Semin Respir Crit Care Med 2003; 24(2): 135-136
DOI: 10.1055/s-2003-39013
PREFACE

Copyright © 2003 by Thieme Medical Publishers, Inc., 333 Seventh Avenue, New York, NY 10001, USA. Tel.: +1(212) 584-4662

Genetics of Pulmonary Disorders

Michael C. Iannuzzi
  • Division of Pulmonary and Critical Care and Sleep Medicine, Mt. Sinai Hospital, New York, New York.
Further Information

Publication History

Publication Date:
07 May 2003 (online)

The progress made in discovering the genetic basis of pulmonary disease is astounding. This issue, while focusing on a just a few disorders, illustrates how the tools of genetic epidemiology are being applied to a variety of complex pulmonary disorders. We will soon understand why it is that some individuals who smoke develop chronic obstructive pulmonary disease (COPD) and lung cancer, whereas others do not; why after the same exposure to Mycobacterium tuberculosis or beryllium individuals may or may not develop disease, why sarcoidosis affects certain ethnic groups more commonly and severely, and even why patients at risk go on to develop acute respiratory distress syndrome (ARDS).
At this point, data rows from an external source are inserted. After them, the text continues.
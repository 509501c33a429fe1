//! Request metadata and its conversion into an `http::Request`.

use http::{header, HeaderMap, HeaderValue, Method, Request};
use url::Url;

use crate::{params::Params, Error, Result};

/// Media type used for both request and response bodies.
pub const JSON_MEDIA_TYPE: &str = "application/json";

/// Everything needed to issue one API request.
#[derive(Debug, Clone)]
pub struct RequestMetadata {
    /// The HTTP method (GET, POST, etc.).
    pub method: Method,

    /// The request path relative to the base URL (`"people"`, `"people/7"`).
    pub path: String,

    /// Query parameters; empty parameters add no `?` to the URL.
    pub params: Params,

    /// Encoded envelope body, if the request has one.
    pub body: Option<Vec<u8>>,
}

impl RequestMetadata {
    /// Creates a new `RequestMetadata` with the given method and path.
    pub fn new(method: Method, path: impl Into<String>) -> Self {
        Self {
            method,
            path: path.into(),
            params: Params::new(),
            body: None,
        }
    }

    /// Sets the query parameters.
    pub fn with_params(mut self, params: Params) -> Self {
        self.params = params;
        self
    }

    /// Sets the request body.
    pub fn with_body(mut self, body: Vec<u8>) -> Self {
        self.body = Some(body);
        self
    }

    /// Resolves the path against `base_url`, appending encoded parameters.
    ///
    /// # Errors
    ///
    /// Returns [`Error::InvalidUrl`] if the path does not form a valid URL.
    pub fn url(&self, base_url: &Url) -> Result<Url> {
        let mut url = base_url.join(self.path.trim_start_matches('/'))?;
        if !self.params.is_empty() {
            url.set_query(Some(&self.params.encode()));
        }
        Ok(url)
    }

    /// Builds the `http::Request` sent to the transport.
    ///
    /// `Content-Type` and `Accept` are always JSON; `default_headers` are
    /// added on top and may override neither.
    pub fn into_request(
        self,
        base_url: &Url,
        default_headers: &HeaderMap,
    ) -> Result<Request<Vec<u8>>> {
        let url = self.url(base_url)?;

        let mut builder = Request::builder().method(self.method).uri(url.as_str());
        if let Some(headers) = builder.headers_mut() {
            headers.extend(default_headers.clone());
            headers.insert(header::CONTENT_TYPE, HeaderValue::from_static(JSON_MEDIA_TYPE));
            headers.insert(header::ACCEPT, HeaderValue::from_static(JSON_MEDIA_TYPE));
        }

        builder
            .body(self.body.unwrap_or_default())
            .map_err(|e| Error::ConfigurationError(format!("Invalid request: {}", e)))
    }
}
#[tokio::test]
async fn test_find_with_wrong_shape_is_decode_error() {
    let mock_server = MockServer::start().await;

    Mock::given(method("GET"))
        .and(path("/people/7"))
        .respond_with(ResponseTemplate::new(200).set_body_json(json!({"user": {"id": "seven"}})))
        .mount(&mock_server)
        .await;

    let error = harvest_for(&mock_server)
        .users()
        .find(7, None)
        .await
        .unwrap_err();

    assert!(matches!(error, Error::DeserializationFailed { .. }));
    assert!(!error.is_not_found());
}

#[tokio::test]
async fn test_find_unexplained_server_error() {
    let mock_server = MockServer::start().await;

    Mock::given(method("GET"))
        .and(path("/clients/3"))
        .respond_with(ResponseTemplate::new(500).set_body_string("<h1>Internal Server Error</h1>"))
        .mount(&mock_server)
        .await;

    let result = harvest_for(&mock_server).clients().find(3, None).await;

    match result {
        Err(Error::DeserializationFailed { status, raw_response, .. }) => {
            assert_eq!(status.as_u16(), 500);
            assert_eq!(raw_response, "<h1>Internal Server Error</h1>");
        }
        other => panic!("Expected DeserializationFailed, got {:?}", other),
    }
}

#[tokio::test]
async fn test_create_recovers_identifier_from_location() {
    let mock_server = MockServer::start().await;

    Mock::given(method("POST"))
        .and(path("/projects"))
        .and(body_partial_json(json!({"project": {"name": "Apollo", "client_id": 9}})))
        .respond_with(ResponseTemplate::new(201).insert_header("Location", "/projects/42"))
        .expect(1)
        .mount(&mock_server)
        .await;

    let mut project = Project {
        name: "Apollo".to_string(),
        client_id: 9,
        ..Project::default()
    };
    let id = harvest_for(&mock_server)
        .projects()
        .create(&mut project)
        .await
        .unwrap();

    assert_eq!(id, 42);
    assert_eq!(project.id, 42);
}

#[tokio::test]
async fn test_create_without_location_is_bad_request() {
    let mock_server = MockServer::start().await;

    Mock::given(method("POST"))
        .and(path("/projects"))
        .respond_with(ResponseTemplate::new(201).insert_header("Location", "/projects/new"))
        .mount(&mock_server)
        .await;

    let mut project = Project {
        name: "Apollo".to_string(),
        ..Project::default()
    };
    let result = harvest_for(&mock_server).projects().create(&mut project).await;

    match result {
        Err(Error::MissingIdentifier { location }) => {
            assert_eq!(location.as_deref(), Some("/projects/new"));
        }
        other => panic!("Expected MissingIdentifier, got {:?}", other),
    }
    assert_eq!(project.id, 0);
}

#[tokio::test]
async fn test_create_rejected() {
    let mock_server = MockServer::start().await;

    Mock::given(method("POST"))
        .and(path("/clients"))
        .respond_with(
            ResponseTemplate::new(422)
                .set_body_json(json!({"message": "Name has already been taken"})),
        )
        .mount(&mock_server)
        .await;

    let mut client = Client {
        name: "Acme".to_string(),
        ..Client::default()
    };
    let error = harvest_for(&mock_server)
        .clients()
        .create(&mut client)
        .await
        .unwrap_err();

    assert_eq!(error.message(), Some("Name has already been taken"));
    assert_eq!(client.id, 0);
}

#[tokio::test]
async fn test_update_puts_envelope_to_member_path() {
    let mock_server = MockServer::start().await;

    Mock::given(method("PUT"))
        .and(path("/people/7"))
        .and(body_partial_json(json!({"user": {"id": 7, "email": "new@example.com"}})))
        .respond_with(ResponseTemplate::new(200))
        .expect(1)
        .mount(&mock_server)
        .await;

    let user = User {
        id: 7,
        email: "new@example.com".to_string(),
        ..User::default()
    };
    harvest_for(&mock_server).users().update(&user).await.unwrap();
}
The article by Dr. Rybicki provides an excellent overview for applying genetic epidemiology to lung disease. The reader will agree that the scientific path to identifying disease genes in complex disorders, those disorders that result from an interplay of environmental and genetic factors, is more difficult than that taken for single-gene, Mendelian disorders. Association studies used to detect genetic risk must be carefully designed to minimize potential pitfalls, such as population stratification. Dr. Rybicki also introduces us to the application of microarray technology for mining the genome and for dissecting gene expression in complex systems.

Drs. DeMeo and Silverman illustrate the power of using family studies in complex diseases and how using individuals with extreme phenotypes, such as severe, early-onset COPD, stacks the deck in favor of disease gene identification. We also learn about progress made using both association and linkage studies in COPD.

Drs. Floros and Pavlovic review for us the genetics of ARDS, perhaps the most difficult topic in this issue. These authors point out that the need to identify homogeneous subgroups is essential to genetic epidemiological study design in pulmonary fibrosis. Further, Drs. Floros and Pavlovic evaluate the role of the surfactant proteins as candidate genes in ARDS. These genes are particularly attractive candidates because ARDS has been associated with derangements in surfactant composition and biophysical activity.

Discussions of the genetics of beryllium disease by Drs. Tinkle, Weston, and Flint; of sarcoidosis by Dr. Schürmann; and of tuberculosis by Drs. Maliarik and Iannuzzi provide us with updates on three diseases that likely exist on the same continuum of granulomatous diseases. Each offers insight to the other. Human leukocyte antigen, T cell receptor genes, and cytokine dysregulation play a role in all three disease entities, and association and linkage studies have been successfully applied.

Drs. Luisetti and Pignatti report on evaluating the cystic fibrosis transmembrane regulator gene (CFTR) as a candidate gene for idiopathic disseminated bronchiectasis. With over 1000 mutations in CFTR identified in patients with cystic fibrosis, it makes good sense to scrutinize this gene in patients with bronchiectasis. These authors argue that perhaps bronchiectasis should be considered one of the "CFTR-opathies."

Although many excellent reviews on asthma genetics have been written, Drs. Zaas and Schwartz reinforce the need to study gene-environment interactions in asthma.

Lung cancer remains the leading cause of cancer death, with treatment advances only modest at best. Several promising markers of lung cancer susceptibility have been identified, and Drs. Miller and Fain review for us progress made in the molecular and genetic epidemiology of lung cancer. Genetic research, until recently, focused on single-gene disorders such as cystic fibrosis. Advances in high throughput molecular analysis and statistical methods now allow us to approach the genetics of complex disorders.

Drs. du Bois and Veeraraghavan present the three key aspects to elucidating genetic factors in the pathogenesis of pulmonary fibrosis-defining phenotype, assessing disease severity, and using family and association studies. These factors must be considered in the study design for complex disorders; readers will find this update useful in evaluating future publications. These authors also review for us the exciting discovery of the importance of surfactant protein genes in interstitial lung disease.

The topics covered in this issue provide an update on advances in molecular analysis and statistical methods, particularly as applied to pulmonary diseases. As we read the articles in this issue and come to understand how nearly all disease can be thought of as occurring from some balance of environmental and genetic factors, it becomes easy to agree with Mark Twain's observation that "[w]e're nothing but a ragbag of disappeared ancestors."

Finally, I am sincerely grateful to the authors contributing to this issue. Their succinct reviews serve us well.